Ian Larry Murphy (October 31, 1978 – July 16, 2019) was an American alternative journalist and satirist who was an editor and reporter for The Beast, an alternative, online newspaper based in Buffalo, New York. He was the Green Party nominee for the U.S. House of Representatives, NY-26 district election in early 2011.

==Life and career==
Murphy, a native of the Buffalo area, gained national attention in February 2011 for prank-calling Wisconsin Republican governor Scott Walker while claiming to be billionaire David Koch, and posting a recording of the conversation online. The conversation was said to reveal Walker's plots to defeat Democrats on a budget standoff and Walker's willingness to cooperate with wealthy donors to quash public sector labor unions.

Shortly after the Koch prank, Murphy became the Green Party candidate in the New York's 26th congressional district special election to replace Republican Chris Lee who had resigned after sending a shirtless picture of himself to a woman on Craigslist. According to the Green Party of New York state, Murphy ran to challenge the "anti-worker, pro-war, pro-corporate, anti-environmental agenda of the Democrats and Republicans." During the campaign, Murphy created a satirical website using the name of rival Republican candidate, Jane Corwin, in the URL. Murphy was excluded from participation in the televised candidate debates—in one case because he had previously insulted the debate moderator in one of his Buffalo Beast articles. The Green Party objected to the TV station's action saying it denied voters their First Amendment right to hear the views of all the candidates. Just 25 percent of registered voters turned out for the off-season election, despite national media attention.

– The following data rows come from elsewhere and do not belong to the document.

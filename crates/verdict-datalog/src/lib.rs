//! Datalog policy engine.
//!
//! This crate provides:
//! - A formula model (terms, atoms, literals, rules) and a text front end
//! - Dual-context unification with undoable bindings
//! - A registry of builtin predicates over numbers, strings and datetimes
//! - Safety analysis that reorders rule bodies or rejects them
//! - A fact store where every tuple carries the set of its justifications
//! - Top-down evaluation over any theory, with theory inclusion
//! - Incrementally materialized theories driven by delta rules
//! - Non-recursive theories evaluated on demand

pub mod builtin;
pub mod database;
pub mod delta;
pub mod dependency;
mod error;
pub mod formula;
pub mod materialized;
pub mod nonrecursive;
pub mod parse;
pub mod proof;
pub mod safety;
pub mod topdown;
pub mod unify;

pub use builtin::{Builtin, BuiltinOutput, BuiltinRegistry};
pub use database::{Database, DbTuple, Event};
pub use delta::{DeltaRule, DeltaRuleTheory};
pub use dependency::TableDependencyGraph;
pub use error::{BuiltinError, DatalogError, SafetyError, UnsafeLiteral};
pub use formula::{Atom, Binding, Constant, Formula, Literal, Rule, Term, Variable};
pub use materialized::MaterializedTheory;
pub use nonrecursive::NonrecursiveTheory;
pub use parse::{parse, parse1};
pub use proof::{Proof, ProofCollection, ProofTree};
pub use topdown::{Candidate, TheoryLookup, TopDown, TopDownTheory};
pub use unify::{UnifierId, Unifiers, bi_unify_atoms};
//! Justifications for stored facts.

use std::collections::BTreeSet;
use std::fmt;
use std::sync::Arc;

use crate::formula::{Atom, Binding, Literal, Rule};

/// One justification: a rule together with the ground substitution of its
/// variables that derives the fact.
///
/// Two proofs are equal when their rules are structurally equal and the
/// substitutions agree on the rule's variables.
#[derive(Debug, Clone, PartialEq, Eq, Hash, PartialOrd, Ord)]
pub struct Proof {
    /// The substitution restricted to the rule's variables.
    pub binding: Binding,
    /// The justifying rule; a body-less rule for asserted facts.
    pub rule: Arc<Rule>,
}

impl Proof {
    /// A proof of an instance of `rule`.
    pub fn new(rule: Arc<Rule>, binding: &Binding) -> Self {
        let variables = rule.variables();
        let binding = binding
            .iter()
            .filter(|(v, _)| variables.contains(*v))
            .map(|(v, c)| (v.clone(), c.clone()))
            .collect();
        Self { binding, rule }
    }

    /// The proof attached to a fact asserted directly.
    pub fn asserted(atom: &Atom) -> Self {
        Self {
            binding: Binding::new(),
            rule: Arc::new(Rule::fact(atom.clone())),
        }
    }

    /// Whether this proof records a direct assertion.
    pub fn is_asserted(&self) -> bool {
        self.rule.is_fact()
    }

    /// The rule with the binding applied.
    pub fn instance(&self) -> Rule {
        self.rule.plug(&self.binding)
    }
}

/// A set of proofs.
#[derive(Debug, Clone, Default, PartialEq, Eq, Hash)]
pub struct ProofCollection(BTreeSet<Proof>);

impl ProofCollection {
    /// An empty collection.
    pub fn new() -> Self {
        Self::default()
    }

    /// A collection holding one proof.
    pub fn single(proof: Proof) -> Self {
        Self(BTreeSet::from([proof]))
    }

    /// Add one proof.
    pub fn insert(&mut self, proof: Proof) -> bool {
        self.0.insert(proof)
    }

    /// In-place union.
    pub fn union_with(&mut self, other: &ProofCollection) {
        self.0.extend(other.0.iter().cloned());
    }

    /// In-place difference.
    pub fn difference_with(&mut self, other: &ProofCollection) {
        self.0.retain(|p| !other.0.contains(p));
    }

    /// Whether every proof of `self` is in `other`.
    pub fn is_subset(&self, other: &ProofCollection) -> bool {
        self.0.is_subset(&other.0)
    }

    /// Whether every proof of `other` is in `self`.
    pub fn is_superset(&self, other: &ProofCollection) -> bool {
        self.0.is_superset(&other.0)
    }

    /// Whether the two collections share a proof.
    pub fn intersects(&self, other: &ProofCollection) -> bool {
        !self.0.is_disjoint(&other.0)
    }

    /// Whether `proof` is in the collection.
    pub fn contains(&self, proof: &Proof) -> bool {
        self.0.contains(proof)
    }

    /// Number of proofs.
    pub fn len(&self) -> usize {
        self.0.len()
    }

    /// Whether the collection is empty.
    pub fn is_empty(&self) -> bool {
        self.0.is_empty()
    }

    /// Iterate in a deterministic order.
    pub fn iter(&self) -> impl Iterator<Item = &Proof> {
        self.0.iter()
    }
}

impl FromIterator<Proof> for ProofCollection {
    fn from_iter<I: IntoIterator<Item = Proof>>(iter: I) -> Self {
        Self(iter.into_iter().collect())
    }
}

impl IntoIterator for ProofCollection {
    type Item = Proof;
    type IntoIter = std::collections::btree_set::IntoIter<Proof>;

    fn into_iter(self) -> Self::IntoIter {
        self.0.into_iter()
    }
}

/// Explanation of why a literal holds.
///
/// Children explain the body literals of `rule` instantiated for `root`.
/// Base facts, builtins, negations and literals whose explanation would
/// revisit an ancestor are leaves.
#[derive(Debug, Clone, PartialEq, Eq)]
pub struct ProofTree {
    /// The literal being explained.
    pub root: Literal,
    /// The instantiated rule used, if `root` is derived.
    pub rule: Option<Rule>,
    /// Explanations of the rule's body literals.
    pub children: Vec<ProofTree>,
}

impl ProofTree {
    /// A tree without children.
    pub fn leaf(root: Literal) -> Self {
        Self {
            root,
            rule: None,
            children: Vec::new(),
        }
    }

    /// Leaf literals in depth-first order.
    pub fn leaves(&self) -> Vec<&Literal> {
        let mut leaves = Vec::new();
        let mut stack = vec![self];
        while let Some(node) = stack.pop() {
            if node.children.is_empty() {
                leaves.push(&node.root);
            }
            stack.extend(node.children.iter().rev());
        }
        leaves
    }
}

impl fmt::Display for ProofTree {
    fn fmt(&self, f: &mut fmt::Formatter<'_>) -> fmt::Result {
        let mut stack = vec![(self, 0usize)];
        let mut first = true;
        while let Some((node, depth)) = stack.pop() {
            if !first {
                f.write_str("\n")?;
            }
            first = false;
            write!(f, "{:width$}{}", "", node.root, width = depth * 2)?;
            stack.extend(node.children.iter().rev().map(|c| (c, depth + 1)));
        }
        Ok(())
    }
}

Democrat Kathy Hochul won, and Murphy finished last in the four-way race with about 1 percent of the vote.

In July 2019, former staff at the Buffalo Beast reported that Murphy died.

==Controversy and criticisms==
In 2007 Murphy wrote a column which purported to be an undercover report from the Creation Museum entitled "Let There Be Retards". He drew the ire of conservatives with his May, 2008 editorial entitled, "Fuck the Troops".

In February 2011 Murphy prank-called newly elected Wisconsin governor Scott Walker posing as David H. Koch, a wealthy Walker campaign contributor and funder of anti-union efforts in Wisconsin and other states. During the secretly recorded call, Walker discussed possible plans to trick absent Democratic lawmakers back to Wisconsin to obtain a quorum for the passage of the controversial anti-union legislation. Murphy posted the recording on The Beast, obtaining national attention, a cult hero's welcome at the Wisconsin protests and an appearance on MSNBC. The governor's office confirmed that the call occurred. Koch later told the conservative Weekly Standard he considered the prank call and posting of the secret recording comparable to identity theft.

In late July 2011, Murphy was charged with disorderly conduct during an outdoor anti-gay marriage protest after he allegedly "directed a sex toy toward officers and told them that it was a microphone", according to the police report summary. Murphy later posted the actual charge which was "disrupting a religious service", and denied the charges saying he was arrested for filming the actions of police officers—with his camera being confiscated and erased.